Over the summer of this year the idea of Green Infrastructure Quantitative Easing morphed into People’s Quantitative Easing and was adopted by Jeremy Corbyn in his Labour leadership bid. Much ink was spilt as a result, and the idea found some significant support, as well as some dogmatic opposition. However, the simple fact is that when there is little else left to tackle problems in our economy (which will be the case when the next recession hits the UK, as it will) then People’s Quantitative Easing will be the surviving game in town which will be adopted to get us out of the hole we will then be in.
But there is more to this form of QE than that. The idea was first put forward by Colin Hines and Richard Murphy, working as Finance for the Future, in 2010 to address what we felt was the urgent need for reform of the UK economy to put it on a sound and sustainable environmental basis. That work was always linked to the Green New Deal Group, of which we are members.
Now we think that the need for a specific programme of QE has arisen again.

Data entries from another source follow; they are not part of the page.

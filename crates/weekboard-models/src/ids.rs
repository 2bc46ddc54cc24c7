//! Strongly-typed ID newtypes for domain entities.
//!
//! This module provides newtype wrappers around `Uuid` for each entity type,
//! preventing accidental misuse of IDs (e.g., passing a `TemplateId` where a
//! `UserId` is expected).
//!
//! # Example
//!
//! ```ignore
//! use weekboard_models::ids::{TemplateId, UserId};
//!
//! fn templates_for(user: UserId) { /* ... */ }
//!
//! let user_id = UserId::new();
//! templates_for(user_id);          // OK
//! // templates_for(TemplateId::new()); // Compile error! Type mismatch.
//! ```

use serde::{Deserialize, Serialize};
use sqlx::{
    Database, Decode, Encode, Type,
    postgres::{PgHasArrayType, PgTypeInfo},
};
use std::fmt;
use utoipa::ToSchema;
use uuid::Uuid;

/// Macro to define a strongly-typed ID newtype.
///
/// Generates a `Uuid` wrapper with the trait implementations needed for
/// database row mapping, serialization, and API documentation.
macro_rules! define_id {
    (
        $(#[$meta:meta])*
        $name:ident
    ) => {
        $(#[$meta])*
        #[derive(Clone, Copy, PartialEq, Eq, Hash, Serialize, ToSchema)]
        #[schema(value_type = String, format = "uuid")]
        pub struct $name(pub Uuid);

        impl $name {
            /// Create a new random ID.
            #[inline]
            pub fn new() -> Self {
                Self(Uuid::new_v4())
            }

            /// Create an ID from an existing UUID.
            #[inline]
            pub const fn from_uuid(uuid: Uuid) -> Self {
                Self(uuid)
            }

            /// Create an ID from a u128 value (useful for test fixtures).
            #[inline]
            pub const fn from_u128(v: u128) -> Self {
                Self(Uuid::from_u128(v))
            }

            /// Get the inner UUID value.
            #[inline]
            pub const fn into_inner(self) -> Uuid {
                self.0
            }
        }

        impl Default for $name {
            fn default() -> Self {
                Self::new()
            }
        }

        impl fmt::Debug for $name {
            fn fmt(&self, f: &mut fmt::Formatter<'_>) -> fmt::Result {
                write!(f, "{}({})", stringify!($name), self.0)
            }
        }

        impl fmt::Display for $name {
            fn fmt(&self, f: &mut fmt::Formatter<'_>) -> fmt::Result {
                write!(f, "{}", self.0)
            }
        }

        impl From<Uuid> for $name {
            #[inline]
            fn from(uuid: Uuid) -> Self {
                Self(uuid)
            }
        }

        impl From<$name> for Uuid {
            #[inline]
            fn from(id: $name) -> Uuid {
                id.0
            }
        }

        impl std::str::FromStr for $name {
            type Err = uuid::Error;

            fn from_str(s: &str) -> Result<Self, Self::Err> {
                Uuid::parse_str(s).map(Self)
            }
        }

        // SQLx Type implementation for Postgres
        impl Type<sqlx::Postgres> for $name {
            fn type_info() -> PgTypeInfo {
                <Uuid as Type<sqlx::Postgres>>::type_info()
            }

            fn compatible(ty: &PgTypeInfo) -> bool {
                <Uuid as Type<sqlx::Postgres>>::compatible(ty)
            }
        }

        impl<'q> Encode<'q, sqlx::Postgres> for $name {
            fn encode_by_ref(
                &self,
                buf: &mut <sqlx::Postgres as Database>::ArgumentBuffer<'q>,
            ) -> Result<sqlx::encode::IsNull, sqlx::error::BoxDynError> {
                <Uuid as Encode<'q, sqlx::Postgres>>::encode_by_ref(&self.0, buf)
            }
        }

        impl<'r> Decode<'r, sqlx::Postgres> for $name {
            fn decode(
                value: <sqlx::Postgres as Database>::ValueRef<'r>,
            ) -> Result<Self, sqlx::error::BoxDynError> {
                <Uuid as Decode<'r, sqlx::Postgres>>::decode(value).map(Self)
            }
        }

        // Array support so template ID lists can be bound to a single query
        impl PgHasArrayType for $name {
            fn array_type_info() -> PgTypeInfo {
                <Uuid as PgHasArrayType>::array_type_info()
            }
        }

        // Serde Deserialize - manual impl for transparent UUID deserialization
        impl<'de> Deserialize<'de> for $name {
            fn deserialize<D>(deserializer: D) -> Result<Self, D::Error>
            where
                D: serde::Deserializer<'de>,
            {
                Uuid::deserialize(deserializer).map(Self)
            }
        }
    };
}

// Define all entity ID types
define_id!(
    /// Strongly-typed ID for users (students or lecturers) whose week is resolved.
    UserId
);

define_id!(
    /// Strongly-typed ID for schedule template rows.
    TemplateId
);

define_id!(
    /// Strongly-typed ID for schedule exception rows.
    ExceptionId
);

define_id!(
    /// Strongly-typed ID for course sections backing a template.
    CourseSectionId
);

We are calling it Climate QE for Paree, and have written a  report of that name in anticipation of the Paris climate change talks that happen next week.
As we say in the summary of that report:

In this briefing we suggest that a variation on both conventional quantitative easing (QE) and the form that became well known as People’s Quantitative Easing during the summer of 2015 could provide the essential funding mechanism to ensure that the promises made by the world’s nations to fund changes required to tackle global climate change can be fulfilled.
We explore what conventional QE is and how it works and why it has not lived up to expectations but why it does create a useful and necessary precedent for what we propose.
We then suggest that a variation on existing QE programmes, many still current, could ensure that at least $100 billion could be put on the table to ensure that essential commitments to climate change are met by 2020.
It is our final suggestion that the experience gained from doing this might lay the foundations for domestic Climate QE programmes in the UK, EU and elsewhere that might be the foundation for the elusive economic revival that so many countries are currently seeking in vain.

We think this is important. There may be willingness to talk climate change next week, but money is key and without it nothing will happen. No funding mechanism has yet been put on the table that can resource the necessary changes in the scale that is needed. We think Climate QE could do that, and right now the sum involved would be only 10% of the current EU ongoing QE programme.
At a time when climate change is widely considered the biggest threat to human life on earth a modest risk on Climate QE would, we suggest, be worth taking, for all our sakes.